Top of DATASET EXTRACT

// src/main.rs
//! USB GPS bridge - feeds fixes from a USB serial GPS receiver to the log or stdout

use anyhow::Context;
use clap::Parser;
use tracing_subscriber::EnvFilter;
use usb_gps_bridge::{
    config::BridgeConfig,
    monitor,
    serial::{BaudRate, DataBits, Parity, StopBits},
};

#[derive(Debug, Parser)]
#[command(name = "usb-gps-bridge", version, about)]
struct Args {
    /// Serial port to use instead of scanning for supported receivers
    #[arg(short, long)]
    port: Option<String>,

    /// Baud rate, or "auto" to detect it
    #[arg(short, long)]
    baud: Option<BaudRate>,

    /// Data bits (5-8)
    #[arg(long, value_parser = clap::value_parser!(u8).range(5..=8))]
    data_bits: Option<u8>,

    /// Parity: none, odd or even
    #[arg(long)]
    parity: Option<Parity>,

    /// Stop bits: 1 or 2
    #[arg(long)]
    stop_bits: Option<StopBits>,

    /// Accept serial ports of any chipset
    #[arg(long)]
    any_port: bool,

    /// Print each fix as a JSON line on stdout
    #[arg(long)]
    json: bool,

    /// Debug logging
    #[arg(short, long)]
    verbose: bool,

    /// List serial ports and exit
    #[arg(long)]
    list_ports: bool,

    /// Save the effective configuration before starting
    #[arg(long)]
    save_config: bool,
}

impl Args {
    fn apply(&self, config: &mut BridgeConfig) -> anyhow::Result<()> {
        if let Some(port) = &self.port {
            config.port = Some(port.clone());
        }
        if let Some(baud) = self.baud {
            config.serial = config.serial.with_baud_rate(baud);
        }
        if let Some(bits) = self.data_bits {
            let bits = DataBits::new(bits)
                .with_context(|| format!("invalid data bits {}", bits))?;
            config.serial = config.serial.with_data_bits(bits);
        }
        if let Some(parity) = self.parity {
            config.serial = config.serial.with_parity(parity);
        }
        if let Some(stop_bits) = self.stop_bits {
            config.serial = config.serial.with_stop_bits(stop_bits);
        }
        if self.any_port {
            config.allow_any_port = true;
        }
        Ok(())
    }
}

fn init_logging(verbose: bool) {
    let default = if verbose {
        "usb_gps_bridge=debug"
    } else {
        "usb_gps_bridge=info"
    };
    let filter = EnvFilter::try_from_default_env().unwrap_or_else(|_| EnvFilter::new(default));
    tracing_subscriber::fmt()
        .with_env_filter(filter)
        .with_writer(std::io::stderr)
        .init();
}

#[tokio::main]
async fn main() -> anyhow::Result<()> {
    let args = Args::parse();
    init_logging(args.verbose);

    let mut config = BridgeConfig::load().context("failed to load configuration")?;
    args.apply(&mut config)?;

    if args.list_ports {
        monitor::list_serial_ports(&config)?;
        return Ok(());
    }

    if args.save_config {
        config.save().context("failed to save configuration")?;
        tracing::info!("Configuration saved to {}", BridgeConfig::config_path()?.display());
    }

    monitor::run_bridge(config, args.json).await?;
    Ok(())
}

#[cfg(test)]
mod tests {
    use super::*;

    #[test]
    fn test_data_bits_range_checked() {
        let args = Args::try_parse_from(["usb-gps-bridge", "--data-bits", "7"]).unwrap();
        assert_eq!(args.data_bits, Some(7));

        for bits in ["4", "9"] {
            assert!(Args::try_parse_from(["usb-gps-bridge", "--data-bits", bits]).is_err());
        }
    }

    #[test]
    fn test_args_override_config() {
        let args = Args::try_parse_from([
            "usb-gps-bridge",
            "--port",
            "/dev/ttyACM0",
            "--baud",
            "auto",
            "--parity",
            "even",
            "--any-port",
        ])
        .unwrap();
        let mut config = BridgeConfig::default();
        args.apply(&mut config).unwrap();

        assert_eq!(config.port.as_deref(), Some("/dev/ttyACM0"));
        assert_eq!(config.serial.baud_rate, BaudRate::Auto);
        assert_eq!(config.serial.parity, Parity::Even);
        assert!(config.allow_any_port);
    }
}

Bottom of DATASET EXTRACT

Each line that contains the string "clap" counts once; report how many such lines the entries have, giving only the number.

2